Closing 5-mm Incisions
Traditionally, the fascia is not closed when incisions are smaller than 10 mm, owing to the low risk of fascial dehiscence and bowel herniation.  However, cases reports describe bowel herniation through 5-mm trocars, and some authors recommend closure of all port sites. 
The author believes this might hypothetically occur because of excessive manipulation of the port or multiple port reinsertions, which might potentially make the incisions larger than 5 mm. Additionally, rapid deflation of the pneumoperitoneum while removing the port might create a suction effect, which might pull the omentum through the incision. However, closing all port sites might not be easily done in obese women unless the surgeon uses a fascial closing device (eg, Endo Close [Covidien] or Carter-Thomason CloseSure System [CooperSurgical])

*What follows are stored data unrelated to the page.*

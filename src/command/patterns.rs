//! Ordered command rule table.
//!
//! The table is evaluated top to bottom and the first matching rule wins, so
//! its order *is* the disambiguation policy:
//!
//! ```text
//! stop → sleep → wake → dance → move (fwd, back)
//!      → turn (verb+left, left, verb+right, right, generic) → grab → release → look
//! ```
//!
//! Stop sits first so a stop keyword always beats overlapping movement
//! vocabulary.  Specific turn rules sit before their bare-direction and
//! generic fallbacks.

use std::sync::LazyLock;

use regex::Regex;
use serde_json::Value;

use super::action::{number_value, ActionKind, Params};

// ---------------------------------------------------------------------------
// RuleParam
// ---------------------------------------------------------------------------

/// A default parameter attached to a rule.
#[derive(Debug, Clone, Copy)]
pub enum RuleParam {
    Text(&'static str),
    Number(f64),
}

impl RuleParam {
    fn to_value(self) -> Value {
        match self {
            RuleParam::Text(s) => Value::from(s),
            RuleParam::Number(n) => number_value(n),
        }
    }
}

// ---------------------------------------------------------------------------
// PatternRule
// ---------------------------------------------------------------------------

/// One row of the table: trigger, kind, defaults and spoken confirmation.
#[derive(Debug)]
pub struct PatternRule {
    trigger: Regex,
    kind: ActionKind,
    defaults: &'static [(&'static str, RuleParam)],
    confirmation: &'static str,
}

impl PatternRule {
    fn new(
        pattern: &str,
        kind: ActionKind,
        defaults: &'static [(&'static str, RuleParam)],
        confirmation: &'static str,
    ) -> Self {
        let trigger = Regex::new(&format!("(?i){pattern}")).expect("static rule pattern");
        Self {
            trigger,
            kind,
            defaults,
            confirmation,
        }
    }

    /// Unanchored search anywhere in `text`.
    pub fn matches(&self, text: &str) -> bool {
        self.trigger.is_match(text)
    }

    pub fn kind(&self) -> ActionKind {
        self.kind
    }

    pub fn confirmation(&self) -> &'static str {
        self.confirmation
    }

    /// A fresh copy of the rule's default parameters.
    pub fn default_params(&self) -> Params {
        self.defaults
            .iter()
            .map(|(name, value)| ((*name).to_string(), value.to_value()))
            .collect()
    }
}

// ---------------------------------------------------------------------------
// Rule definitions
// ---------------------------------------------------------------------------

const TURN_VERBS: &str = "gira|tuerce|rota|dobla|voltea|da la vuelta|date la vuelta";

const FORWARD: &[(&str, RuleParam)] = &[
    ("direction", RuleParam::Text("forward")),
    ("distance", RuleParam::Number(1.0)),
];
const BACKWARD: &[(&str, RuleParam)] = &[
    ("direction", RuleParam::Text("backward")),
    ("distance", RuleParam::Number(1.0)),
];
const LEFT: &[(&str, RuleParam)] = &[
    ("direction", RuleParam::Text("left")),
    ("angle", RuleParam::Number(90.0)),
];
const RIGHT: &[(&str, RuleParam)] = &[
    ("direction", RuleParam::Text("right")),
    ("angle", RuleParam::Number(90.0)),
];
const LOOK: &[(&str, RuleParam)] = &[("angle", RuleParam::Number(30.0))];
const NONE: &[(&str, RuleParam)] = &[];

static TABLE: LazyLock<PatternTable> = LazyLock::new(PatternTable::build);

// ---------------------------------------------------------------------------
// PatternTable
// ---------------------------------------------------------------------------

/// Process-wide ordered rule list.
#[derive(Debug)]
pub struct PatternTable {
    rules: Vec<PatternRule>,
}

impl PatternTable {
    /// The shared table instance.
    pub fn global() -> &'static PatternTable {
        &TABLE
    }

    fn build() -> Self {
        use ActionKind::*;

        let rules = vec![
            // Safety first.
            PatternRule::new(
                r"\b(para|stop|detente|quieto|frena|basta|alto|no te muevas)\b",
                Stop,
                NONE,
                "Detenido",
            ),
            PatternRule::new(
                r"\b(duerme|duérmete|a dormir|descansa|reposo|modo reposo|relájate)\b",
                Sleep,
                NONE,
                "Entrando en reposo",
            ),
            PatternRule::new(
                r"\b(despierta|arriba|actívate|espabila|levanta|vamos)\b",
                Wake,
                NONE,
                "Despertando",
            ),
            PatternRule::new(
                r"\b(baila|bailar|menéate|mueve el esqueleto)\b",
                Dance,
                NONE,
                "¡A bailar!",
            ),
            PatternRule::new(
                r"\b(avanza|adelante|hacia adelante|camina|muévete|ve|anda|sigue|pa'?lante)\b",
                Move,
                FORWARD,
                "Avanzando",
            ),
            PatternRule::new(
                r"\b(retrocede|atrás|hacia atrás|marcha atrás|pa'?trás|recular)\b",
                Move,
                BACKWARD,
                "Retrocediendo",
            ),
            PatternRule::new(
                &format!(r"\b({TURN_VERBS}).*izquierda\b"),
                Turn,
                LEFT,
                "Girando a la izquierda",
            ),
            PatternRule::new(r"\bizquierda\b", Turn, LEFT, "Girando a la izquierda"),
            PatternRule::new(
                &format!(r"\b({TURN_VERBS}).*derecha\b"),
                Turn,
                RIGHT,
                "Girando a la derecha",
            ),
            PatternRule::new(r"\bderecha\b", Turn, RIGHT, "Girando a la derecha"),
            // No direction keyword: default right.
            PatternRule::new(
                &format!(
                    r"\b({TURN_VERBS}|da una vuelta|vuelta completa|giro completo|media vuelta|cuarto de vuelta)\b"
                ),
                Turn,
                RIGHT,
                "Girando",
            ),
            PatternRule::new(r"\b(agarra|coge|sujeta|toma)\b", Grab, NONE, "Agarrando"),
            PatternRule::new(r"\b(suelta|libera|deja|soltar)\b", Release, NONE, "Soltando"),
            PatternRule::new(
                r"\b(mira.*arriba|levanta.*cabeza)\b",
                LookUp,
                LOOK,
                "Mirando arriba",
            ),
            PatternRule::new(
                r"\b(mira.*abajo|baja.*cabeza)\b",
                LookDown,
                LOOK,
                "Mirando abajo",
            ),
        ];

        Self { rules }
    }

    /// First rule whose trigger occurs in `text`.
    pub fn first_match(&self, text: &str) -> Option<&PatternRule> {
        self.rules.iter().find(|rule| rule.matches(text))
    }

    /// The highest-priority rule (the safety stop).
    pub fn safety_rule(&self) -> &PatternRule {
        &self.rules[0]
    }

    pub fn rules(&self) -> &[PatternRule] {
        &self.rules
    }
}

// ---------------------------------------------------------------------------
// Tests
// ---------------------------------------------------------------------------

#[cfg(test)]
mod tests {
    use super::*;

    fn table() -> &'static PatternTable {
        PatternTable::global()
    }

    #[test]
    fn table_order_is_priority_order() {
        let kinds: Vec<ActionKind> = table().rules().iter().map(PatternRule::kind).collect();
        use ActionKind::*;
        assert_eq!(
            kinds,
            vec![
                Stop, Sleep, Wake, Dance, Move, Move, Turn, Turn, Turn, Turn, Turn, Grab, Release,
                LookUp, LookDown
            ]
        );
        assert_eq!(table().safety_rule().kind(), Stop);
    }

    #[test]
    fn stop_wins_over_movement_vocabulary() {
        let rule = table().first_match("avanza no te muevas").unwrap();
        assert_eq!(rule.kind(), ActionKind::Stop);
    }

    #[test]
    fn matching_is_case_insensitive() {
        assert_eq!(table().first_match("BAILA").unwrap().kind(), ActionKind::Dance);
        assert_eq!(table().first_match("Atrás").unwrap().kind(), ActionKind::Move);
    }

    #[test]
    fn word_boundaries_prevent_partial_hits() {
        // "separa" contains "para".
        assert!(table().first_match("separa").is_none());
        assert!(table().first_match("canta una canción").is_none());
    }

    #[test]
    fn specific_turn_precedes_bare_direction() {
        let rule = table().first_match("gira a la izquierda").unwrap();
        assert_eq!(rule.confirmation(), "Girando a la izquierda");
        assert_eq!(rule.default_params()["direction"], Value::from("left"));

        let generic = table().first_match("da la vuelta").unwrap();
        assert_eq!(generic.confirmation(), "Girando");
        assert_eq!(generic.default_params()["direction"], Value::from("right"));
    }

    #[test]
    fn default_params_are_fresh_copies() {
        let rule = table().first_match("avanza").unwrap();
        let mut params = rule.default_params();
        params.insert("distance".into(), Value::from(9));
        assert_eq!(rule.default_params()["distance"], Value::from(1));
    }
}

To avoid this potential problem, the author recommends that all accessory trocars are removed under direct visualization before releasing the pneumoperitoneum, the fascial incision is explored though the scope to notice any bleeding or tissue shredding, and then the abdomen is deflated slowly through the umbilical site. The anterior abdominal wall is then gently pulled outward and gently shaken to release any omental adhesions to the accessory sites. Closing the 5-mm lateral trocar sites depends on whether the fascia is too thinned out, if bleeding or shredding (seen in older and obese women) occurred, or if extensive manipulation or multiple reinsertions of the accessory ports occurred during the procedure. However, the author routinely closes all midline port sites, especially at the umbilical site where the fascia and posterior sheet are commonly absent. For these sites, the author uses PDS #0, Prolene #0, or Vicryl #0 and tries to imbricate the medial aspect of the rectus sheet in the midline.